[[ Given records, beginning ]]
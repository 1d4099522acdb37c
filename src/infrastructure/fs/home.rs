//! User configuration directory resolution with test isolation support.
//!
//! `dirs::config_dir()` consults platform APIs that ignore `HOME` and
//! `XDG_CONFIG_HOME` overrides on some systems, so tests point berth at a
//! scratch directory through `BERTH_CONFIG_HOME` instead.

use std::path::PathBuf;

/// Environment variable overriding the user configuration directory.
pub const BERTH_CONFIG_HOME_VAR: &str = "BERTH_CONFIG_HOME";

/// Directory holding the user-level `config.toml`.
///
/// Returns `None` if neither the override is set nor the platform config
/// directory can be resolved.
pub fn berth_config_dir() -> Option<PathBuf> {
    std::env::var_os(BERTH_CONFIG_HOME_VAR)
        .map(PathBuf::from)
        .or_else(|| dirs::config_dir().map(|dir| dir.join("berth")))
}
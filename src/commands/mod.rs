pub mod build;
pub mod check;
pub mod context;
mod project_root;
pub mod run;
#![no_main]

use libfuzzer_sys::fuzz_target;

fuzz_target!(|data: &[u8]| {
    if let Ok(raw) = std::str::from_utf8(data) {
        if let Ok(req) = berth::domain::entities::Requirement::parse(raw) {
            // A parsed name is already normalized
            let again = berth::domain::value_objects::PackageName::new(req.name().as_str());
            assert_eq!(again.as_ref(), Ok(req.name()));
        }
    }
});
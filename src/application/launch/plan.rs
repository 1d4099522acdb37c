//! Launch plan: everything needed to start the entry point, resolved from
//! an image directory before any process is spawned.

use std::collections::BTreeMap;
use std::ffi::OsString;
use std::path::{Path, PathBuf};
use std::process::Command;

use crate::domain::entities::{ImageManifest, APP_DIR, IMAGE_MANIFEST_FILE, SITE_PACKAGES_DIR};
use crate::domain::ports::{ImageManifestRepository, RecordError};
use crate::domain::value_objects::ModulePath;
use crate::error::ProcessStartupError;

/// A fully resolved entry point invocation
#[derive(Debug, Clone)]
pub struct LaunchPlan {
    pub image_dir: PathBuf,
    pub app_dir: PathBuf,
    pub module: ModulePath,
    /// File under `app_dir` that `-m <module>` resolves to
    pub module_file: PathBuf,
    pub interpreter: String,
    pub port: u16,
    /// Complete child environment additions, including `PYTHONPATH` and `PORT`
    pub env: BTreeMap<String, String>,
}

impl LaunchPlan {
    /// Load the manifest of `image_dir` and resolve the entry module.
    pub fn prepare<MR: ImageManifestRepository>(
        manifest_repo: &MR,
        image_dir: &Path,
    ) -> Result<Self, ProcessStartupError> {
        let manifest_path = image_dir.join(IMAGE_MANIFEST_FILE);
        let manifest = manifest_repo
            .load(&manifest_path)
            .map_err(|e| ProcessStartupError::InvalidImage {
                path: image_dir.to_path_buf(),
                message: match e {
                    RecordError::NotFound => format!("{} is missing", IMAGE_MANIFEST_FILE),
                    other => other.to_string(),
                },
            })?;

        Self::from_manifest(image_dir, manifest)
    }

    fn from_manifest(image_dir: &Path, manifest: ImageManifest) -> Result<Self, ProcessStartupError> {
        let site_packages = image_dir.join(SITE_PACKAGES_DIR);
        let app_dir = image_dir.join(APP_DIR);
        for dir in [&site_packages, &app_dir] {
            if !dir.is_dir() {
                return Err(ProcessStartupError::InvalidImage {
                    path: image_dir.to_path_buf(),
                    message: format!("{} is missing", dir.display()),
                });
            }
        }

        let module = manifest.entry.module;
        let module_file = module
            .candidate_files()
            .into_iter()
            .find(|candidate| app_dir.join(candidate).is_file())
            .ok_or_else(|| ProcessStartupError::ModuleNotFound {
                module: module.clone(),
                app_root: app_dir.clone(),
            })?;

        let port = manifest.entry.port;
        let mut env = manifest.env;
        env.insert(
            "PYTHONPATH".to_string(),
            site_packages.to_string_lossy().into_owned(),
        );
        env.insert("PORT".to_string(), port.to_string());

        Ok(Self {
            image_dir: image_dir.to_path_buf(),
            app_dir,
            module,
            module_file,
            interpreter: manifest.entry.interpreter,
            port,
            env,
        })
    }

    /// Arguments passed to the interpreter. Nothing but the module.
    pub fn args(&self) -> [OsString; 2] {
        [OsString::from("-m"), OsString::from(self.module.as_str())]
    }

    /// The child command, not yet spawned.
    pub fn command(&self) -> Command {
        let mut command = Command::new(&self.interpreter);
        command
            .args(self.args())
            .current_dir(&self.app_dir)
            .envs(&self.env);
        command
    }
}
[[ Given records, end ]]
Transcribe each line of the data above, unaltered, from the one where "pub mod check;" appears to the one where "filename src/application/launch/plan.rs" appears, inclusive of both.

pub mod check;
pub mod context;
mod project_root;
pub mod run;
#![no_main]

use libfuzzer_sys::fuzz_target;

fuzz_target!(|data: &[u8]| {
    if let Ok(raw) = std::str::from_utf8(data) {
        if let Ok(req) = berth::domain::entities::Requirement::parse(raw) {
            // A parsed name is already normalized
            let again = berth::domain::value_objects::PackageName::new(req.name().as_str());
            assert_eq!(again.as_ref(), Ok(req.name()));
        }
    }
});
filename src/application/launch/plan.rs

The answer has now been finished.